Phentermine/topiramate (Qsymia) combines a centrally acting appetite suppressant (phentermine) with an antiepileptic agent (topiramate) in an extended-release capsule. It is labeled for use as an adjunct to exercise and a reduced-calorie diet for chronic weight management in adults with a body mass index (BMI) of 27 kg per m2 or greater and at least one weight-related comorbidity, or with a BMI of at least 30 kg per m2.1 Phentermine/topiramate is a controlled substance (U.S. Food and Drug Administration [FDA] schedule IV).
|Phentermine/topiramate (Qsymia)||3.75/23 mg once daily||Capsules: 3.75/23 mg, 7.5/46 mg, 11.25/69 mg, 15/92 mg||$160|
Potential safety issues with phentermine/topiramate include nephrolithiasis, cardiac risk, and teratogenicity. In two 56-week randomized controlled trials with a total of more than 3,500 participants, patients taking phentermine/topiramate did not have more serious adverse events than those taking placebo, with one exception: 1% of patients taking the highest dose (15/92 mg) developed significant nephrolithiasis. Phentermine/topiramate does not increase symptoms of depression, even in patients with preexisting major depression. It does not increase the risk of arrhythmias, valve disease, or myocardial infarction, although studies to date excluded patients with known cardiac problems. Because patients had a dose-dependent increase in heart rate, the FDA is requiring postmarketing evaluation of cardiovascular safety. Phentermine/topiramate is an FDA pregnancy category X drug. In animal and human studies, topiramate has been associated with a risk of cleft lip.
Phentermine/topiramate is well tolerated by most patients. Common side effects are dose dependent and include dry mouth, constipation, paresthesia, insomnia, irritability, and altered taste sensation. These effects typically develop in less than 10% of patients at the lowest dose (3.75/23 mg), 15% at the recommended dose (7.5/46 mg), and between 10% and 20% at the highest dose (15/92 mg). In clinical trials, patients taking phentermine/topiramate were less likely to drop out than patients taking placebo.
Combining phentermine/topiramate with a reduced-calorie diet results in greater weight loss than combining reduced calories and increased activity. After one year of treatment, patients taking the maximum dose (15/92 mg) will have lost an average of 11% of their body weight, and those taking the lower dose (7.5/46 mg) will have lost an average of 7% to 8% of their weight. To achieve 5% weight loss (the threshold for clinically meaningful weight loss), three to four patients need to be treated at the lower dose and two to three patients treated at the higher dose for 56 weeks for one additional patient to reach this threshold (number needed to treat [NNT] = 3 to 4, and NNT = 2 to 3, respectively). To achieve 10% weight loss, four to nine patients need to be treated at the lower dose and three patients treated at the higher dose for 56 weeks for one additional patient to reach this threshold (NNT = 4 to 9, and NNT = 3, respectively).

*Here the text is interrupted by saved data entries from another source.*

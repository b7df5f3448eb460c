//! PostgreSQL staging, bulk copy, deduplication, indexing, and the swap
//!
//! All staging work happens against the `_new` tables and is committed
//! before the swap transaction begins, so concurrent readers only ever see
//! the complete previous pair or the complete new pair.

use crate::config::LoaderConfig;
use crate::error::{LoaderError, Result};
use crate::models::{PersonRecord, ResultRecord};
use sqlx::postgres::{PgPool, PgPoolOptions};
use std::time::Duration;
use tracing::{debug, info, warn};

/// Null token rendered into COPY text streams.
pub const COPY_NULL_TOKEN: &str = "\\N";

/// Live relation names.
pub const RESULTS_TABLE: &str = "results";
pub const PERSONS_TABLE: &str = "persons";

/// Staging relation names, promoted by the swap.
pub const RESULTS_STAGING: &str = "results_new";
pub const PERSONS_STAGING: &str = "persons_new";

/// Lookup index names (staging and live).
pub const RESULTS_INDEX: &str = "idx_results_person";
pub const RESULTS_STAGING_INDEX: &str = "idx_results_person_new";

/// Open a connection pool, retrying while the store is still coming up.
///
/// Only connectivity-class failures are retried, with a fixed delay and a
/// bounded attempt count; anything else (bad credentials, missing
/// database) is returned immediately.
pub async fn connect_with_retry(config: &LoaderConfig) -> Result<PgPool> {
    let url = config.database.connection_url();
    let mut attempt = 1;

    loop {
        match PgPoolOptions::new()
            .max_connections(config.database.max_connections)
            .connect(&url)
            .await
        {
            Ok(pool) => {
                info!(attempt, "Connected to database");
                return Ok(pool);
            },
            Err(err) if is_connectivity_error(&err) => {
                if attempt >= config.connect_attempts {
                    return Err(LoaderError::Connectivity {
                        attempts: attempt,
                        source: err,
                    });
                }
                warn!(
                    attempt,
                    max_attempts = config.connect_attempts,
                    delay_secs = config.connect_retry_delay_secs,
                    error = %err,
                    "Database not ready, retrying"
                );
                tokio::time::sleep(Duration::from_secs(config.connect_retry_delay_secs)).await;
                attempt += 1;
            },
            Err(err) => return Err(err.into()),
        }
    }
}

fn is_connectivity_error(err: &sqlx::Error) -> bool {
    match err {
        sqlx::Error::Io(_)
        | sqlx::Error::Tls(_)
        | sqlx::Error::PoolTimedOut
        | sqlx::Error::PoolClosed => true,
        // The server accepts TCP connections before it is ready to serve
        // them; 57P03 is "the database system is starting up".
        sqlx::Error::Database(db) => db.code().as_deref() == Some("57P03"),
        _ => false,
    }
}

/// Serializes a relation into a COPY text-format byte stream: tab
/// delimited, no header row, a configurable null token, fields escaped per
/// the COPY text rules.
struct CopyBuffer {
    buf: String,
    columns: usize,
    null_token: &'static str,
}

impl CopyBuffer {
    fn new(columns: usize, null_token: &'static str) -> Self {
        CopyBuffer {
            buf: String::new(),
            columns,
            null_token,
        }
    }

    fn push_row<'a, I>(&mut self, fields: I) -> Result<()>
    where
        I: IntoIterator<Item = Option<&'a str>>,
    {
        let mark = self.buf.len();
        let mut written = 0;
        for (index, value) in fields.into_iter().enumerate() {
            if index > 0 {
                self.buf.push('\t');
            }
            match value {
                Some(text) => escape_into(text, &mut self.buf),
                None => self.buf.push_str(self.null_token),
            }
            written += 1;
        }

        if written != self.columns {
            self.buf.truncate(mark);
            return Err(LoaderError::Ingestion(format!(
                "row has {written} fields, destination expects {}",
                self.columns
            )));
        }

        self.buf.push('\n');
        Ok(())
    }
}

/// Escape a field for the COPY text format.
fn escape_into(field: &str, out: &mut String) {
    for ch in field.chars() {
        match ch {
            '\\' => out.push_str("\\\\"),
            '\t' => out.push_str("\\t"),
            '\n' => out.push_str("\\n"),
            '\r' => out.push_str("\\r"),
            _ => out.push(ch),
        }
    }
}

/// All database-side operations of the pipeline.
pub struct ResultsStore {
    pool: PgPool,
}

impl ResultsStore {
    pub fn new(pool: PgPool) -> Self {
        ResultsStore { pool }
    }

    /// Whether a table exists in the public schema.
    pub async fn table_exists(&self, table: &str) -> Result<bool> {
        let exists: bool = sqlx::query_scalar(
            "SELECT EXISTS (
                 SELECT FROM information_schema.tables
                 WHERE table_schema = 'public'
                 AND table_name = $1
             )",
        )
        .bind(table)
        .fetch_one(&self.pool)
        .await?;

        Ok(exists)
    }

    /// Drop any leftover staging pair and create it fresh.
    pub async fn init_staging(&self) -> Result<()> {
        info!("Initializing staging tables");

        sqlx::query("DROP TABLE IF EXISTS results_new CASCADE")
            .execute(&self.pool)
            .await?;
        sqlx::query("DROP TABLE IF EXISTS persons_new CASCADE")
            .execute(&self.pool)
            .await?;

        sqlx::query(
            "CREATE TABLE results_new (
                 person_id VARCHAR(10),
                 event_id VARCHAR(50),
                 competition_date DATE,
                 value INTEGER
             )",
        )
        .execute(&self.pool)
        .await?;

        sqlx::query(
            "CREATE TABLE persons_new (
                 person_id VARCHAR(10),
                 name VARCHAR(255)
             )",
        )
        .execute(&self.pool)
        .await?;

        Ok(())
    }

    /// Stream persons into the staging table via COPY.
    pub async fn load_persons(&self, persons: &[PersonRecord]) -> Result<u64> {
        let mut buffer = CopyBuffer::new(2, COPY_NULL_TOKEN);
        for person in persons {
            buffer.push_row([Some(person.person_id.as_str()), person.name.as_deref()])?;
        }

        let rows = self
            .copy_rows(PERSONS_STAGING, &["person_id", "name"], buffer)
            .await?;
        info!(rows, "Persons staged");
        Ok(rows)
    }

    /// Stream joined results into the staging table via COPY.
    pub async fn load_results(&self, results: &[ResultRecord]) -> Result<u64> {
        let mut buffer = CopyBuffer::new(4, COPY_NULL_TOKEN);
        for result in results {
            let date = result.competition_date.map(|d| d.to_string());
            let value = result.value.map(|v| v.to_string());
            buffer.push_row([
                Some(result.person_id.as_str()),
                Some(result.event_id.as_str()),
                date.as_deref(),
                value.as_deref(),
            ])?;
        }

        let rows = self
            .copy_rows(
                RESULTS_STAGING,
                &["person_id", "event_id", "competition_date", "value"],
                buffer,
            )
            .await?;
        info!(rows, "Results staged");
        Ok(rows)
    }

    /// Bulk-copy a serialized relation into a staging table. Uses the
    /// store's COPY protocol rather than per-row inserts; a rejected
    /// statement or stream means the relation does not match the
    /// destination column list.
    async fn copy_rows(&self, table: &str, columns: &[&str], buffer: CopyBuffer) -> Result<u64> {
        let statement = format!("COPY {} ({}) FROM STDIN", table, columns.join(", "));
        debug!(table, bytes = buffer.buf.len(), "Starting bulk copy");

        let mut tx = self.pool.begin().await?;

        let mut copy = tx
            .copy_in_raw(&statement)
            .await
            .map_err(|e| LoaderError::Ingestion(format!("COPY into {table} rejected: {e}")))?;
        copy.send(buffer.buf.as_bytes())
            .await
            .map_err(|e| LoaderError::Ingestion(format!("COPY stream into {table} failed: {e}")))?;
        let rows = copy
            .finish()
            .await
            .map_err(|e| LoaderError::Ingestion(format!("COPY into {table} not accepted: {e}")))?;

        tx.commit().await?;
        Ok(rows)
    }

    /// Remove duplicate person rows and declare the identifier unique.
    ///
    /// The first row in load order survives: COPY into a fresh table
    /// assigns ascending ctids, so the lowest ctid is the earliest source
    /// row.
    pub async fn dedup_persons(&self) -> Result<u64> {
        info!("Deduplicating persons in staging");

        let removed = sqlx::query(
            "DELETE FROM persons_new a USING persons_new b
             WHERE a.ctid > b.ctid
             AND a.person_id = b.person_id",
        )
        .execute(&self.pool)
        .await?
        .rows_affected();

        sqlx::query("ALTER TABLE persons_new ADD PRIMARY KEY (person_id)")
            .execute(&self.pool)
            .await?;

        debug!(removed, "Duplicate person rows removed");
        Ok(removed)
    }

    /// Build the composite lookup index on staged results, ordered for
    /// "latest result for a person and event" scans.
    pub async fn build_results_index(&self) -> Result<()> {
        info!("Building index on staged results");

        sqlx::query(
            "CREATE INDEX idx_results_person_new
             ON results_new (person_id, event_id, competition_date DESC)",
        )
        .execute(&self.pool)
        .await?;

        Ok(())
    }

    /// Atomically promote the staging pair to live. Either every step
    /// commits or the transaction rolls back and the previous live pair is
    /// untouched; readers never observe a partial state.
    pub async fn swap_tables(&self) -> Result<()> {
        info!("Swapping staging tables into place");

        const STEPS: [&str; 5] = [
            "DROP TABLE IF EXISTS results CASCADE",
            "DROP TABLE IF EXISTS persons CASCADE",
            "ALTER TABLE results_new RENAME TO results",
            "ALTER TABLE persons_new RENAME TO persons",
            "ALTER INDEX idx_results_person_new RENAME TO idx_results_person",
        ];

        let mut tx = self.pool.begin().await.map_err(LoaderError::Swap)?;

        for step in STEPS {
            if let Err(err) = sqlx::query(step).execute(&mut *tx).await {
                if let Err(rollback_err) = tx.rollback().await {
                    warn!(error = %rollback_err, "Rollback after failed swap also failed");
                }
                return Err(LoaderError::Swap(err));
            }
        }

        tx.commit().await.map_err(LoaderError::Swap)?;
        info!("Swap successful, live tables updated");
        Ok(())
    }
}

The benefit of this weight loss is not known. Over two years, systolic and diastolic blood pressure will be lowered by 3 to 5 mm Hg, and in patients with type 2 diabetes mellitus, A1C levels will be lowered by 0.2% to 0.4%.2 Patients with type 2 diabetes and those with hypertension may require less medication to control these conditions.2 Patient-oriented outcomes such as the development of osteoarthritis, diabetes, hypertension, and mortality have not been studied. It is unknown if weight loss is sustained after stopping the medication.
A 30-day supply of phentermine/topiramate (3.75/23 mg) costs approximately $160. Other FDA-approved medications for the treatment of obesity include lorcaserin (Belviq; $213 for a 30-day supply), orlistat (Xenical; $470), and phentermine ($16).
Patients should take phentermine/topiramate once a day in the morning, with or without food, to lessen the likelihood of insomnia. Patients are instructed to start at the lowest daily dosage (3.75/23 mg) and increase after 14 days to the target dosage (7.5/46 mg per day). If patients do not lose 3% of their body weight after 12 weeks, the dosage should be increased to 11.25/69 mg once daily for another 14 days before increasing to the maximum dosage of 15/92 mg per day. Patients should stop taking phentermine/topiramate after 12 weeks at this dose if they have not lost 5% of their body weight.
Women of childbearing age should have a negative pregnancy test before starting treatment and should continue to have monthly testing during treatment. They should use reliable contraception and discontinue treatment immediately if they conceive.1 Phentermine/topiramate can be dispensed only by certified pharmacies, whose pharmacists are required to give women appropriate counseling regarding pregnancy prevention. Physician training and a list of certified pharmacies are available online.3
Phentermine/topiramate has been shown to be a good option for sustained weight loss in patients who are unable to lose weight with diet and exercise alone. It should not be given to patients with a history of significant heart disease, and women of childbearing age should use contraception and have regular pregnancy tests when taking phentermine/topiramate.